Least squares variational inference
Variational inference seeks the best approximation of a target distribution within a chosen family, where best means minimizing Kullback-Leibler divergence. When the approximation family is exponential, the optimal approximation satisfies a fixed-point equation. We introduce LSVI (Least Squares Variational Inference), a gradient-free, Monte Carlo-based scheme for the fixed-point recursion, where each iteration boils down to performing ordinary least squares regression on tempered log-target evaluations under the variational approximation.
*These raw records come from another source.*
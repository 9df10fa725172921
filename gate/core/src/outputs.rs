/// Side channel for publishing named values to the calling CI system.
pub trait VariableSink {
    fn publish(&mut self, name: &str, value: &str);
}

/// Sink that keeps published pairs in memory, for tests and dry runs.
#[derive(Debug, Default)]
pub struct MemorySink {
    published: Vec<(String, String)>,
}

impl MemorySink {
    #[must_use]
    pub fn new() -> Self {
        Self::default()
    }

    #[must_use]
    pub fn published(&self) -> &[(String, String)] {
        &self.published
    }
}

impl VariableSink for MemorySink {
    fn publish(&mut self, name: &str, value: &str) {
        self.published.push((name.to_owned(), value.to_owned()));
    }
}
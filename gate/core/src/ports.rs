use std::sync::LazyLock;

use regex::Regex;

/// One `container-port -> host-port` association parsed from the runtime's
/// raw port text.
#[derive(Clone, Copy, Debug, PartialEq, Eq)]
pub struct PortMapping {
    pub container_port: u16,
    pub host_port: u16,
}

/// A raw port line that does not match the expected shape. Fatal: a missing
/// port publication is a correctness defect, not a warning.
#[derive(Debug, thiserror::Error)]
pub enum MalformedMapping {
    #[error("port mapping line '{line}' does not match '<port>/<proto> -> <addr>:<port>'")]
    Shape { line: String },
    #[error("port mapping line '{line}' contains an out-of-range port")]
    PortRange { line: String },
}

// Grammar for one mapping line, e.g. "5432/tcp -> 0.0.0.0:32769".
// Bracketed IPv6 host addresses and multiple protocol suffixes are
// deliberately unsupported.
static MAPPING_LINE: LazyLock<Regex> = LazyLock::new(|| {
    Regex::new(r"^(\d+)/([A-Za-z]+)\s*->\s*([^\s:\[\]]+):(\d+)$").expect("port mapping regex")
});

/// Parse one raw mapping line into a typed `PortMapping`.
pub fn parse_port_mapping(line: &str) -> Result<PortMapping, MalformedMapping> {
    let trimmed = line.trim();
    let captures = MAPPING_LINE
        .captures(trimmed)
        .ok_or_else(|| MalformedMapping::Shape {
            line: trimmed.to_owned(),
        })?;

    Ok(PortMapping {
        container_port: parse_port(&captures[1], trimmed)?,
        host_port: parse_port(&captures[4], trimmed)?,
    })
}

fn parse_port(raw: &str, line: &str) -> Result<u16, MalformedMapping> {
    match raw.parse::<u16>() {
        Ok(port) if port > 0 => Ok(port),
        _ => Err(MalformedMapping::PortRange {
            line: line.to_owned(),
        }),
    }
}

/// Compose the published variable name for one mapping. Deterministic so
/// repeated runs against the same topology produce stable names.
#[must_use]
pub fn variable_name(project: &str, service: &str, container_port: u16) -> String {
    format!("project.{project}.service.{service}.port.{container_port}")
}

#[cfg(test)]
mod tests {
    use super::*;

    #[test]
    fn parses_well_formed_lines() {
        let mapping = parse_port_mapping("5432/tcp -> 0.0.0.0:32769").expect("mapping");
        assert_eq!(
            mapping,
            PortMapping {
                container_port: 5432,
                host_port: 32769
            }
        );

        let mapping = parse_port_mapping("  53/udp -> 127.0.0.1:30053\n").expect("mapping");
        assert_eq!(
            mapping,
            PortMapping {
                container_port: 53,
                host_port: 30053
            }
        );
    }

    #[test]
    fn line_without_arrow_is_malformed() {
        let err = parse_port_mapping("5432/tcp 0.0.0.0:32769").expect_err("no arrow");
        assert!(matches!(err, MalformedMapping::Shape { .. }));
    }

    #[test]
    fn non_numeric_ports_are_malformed() {
        for line in [
            "abc/tcp -> 0.0.0.0:32769",
            "5432/tcp -> 0.0.0.0:many",
            "5432/tcp -> 0.0.0.0:",
            "garbage",
            "",
        ] {
            let err = parse_port_mapping(line).expect_err("malformed line");
            assert!(matches!(err, MalformedMapping::Shape { .. }), "line: {line}");
        }
    }

    #[test]
    fn out_of_range_ports_are_malformed() {
        for line in ["0/tcp -> 0.0.0.0:32769", "5432/tcp -> 0.0.0.0:65536"] {
            let err = parse_port_mapping(line).expect_err("out-of-range port");
            assert!(
                matches!(err, MalformedMapping::PortRange { .. }),
                "line: {line}"
            );
        }
    }

    #[test]
    fn bracketed_ipv6_hosts_are_unsupported() {
        let err = parse_port_mapping("5432/tcp -> [::]:32769").expect_err("ipv6 host");
        assert!(matches!(err, MalformedMapping::Shape { .. }));
    }

    #[test]
    fn variable_names_are_stable() {
        assert_eq!(
            variable_name("demo", "db", 5432),
            "project.demo.service.db.port.5432"
        );
    }
}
We show that LSVI is equivalent to biased stochastic natural gradient descent and use this to derive convergence rates with respect to the numbers of samples and iterations. When the approximation family is Gaussian, LSVI involves inverting the Fisher information matrix, whose size grows quadratically with dimension $d$. We exploit the regression formulation to eliminate the need for this inversion, yielding $O(d^3)$ complexity in the full-covariance case and $O(d)$ in the mean-field case. Finally, we numerically demonstrate LSVI's performance on various tasks, including logistic regression, discrete variable selection, and Bayesian synthetic likelihood, showing competitive results with state-of-the-art methods, even when gradients are unavailable.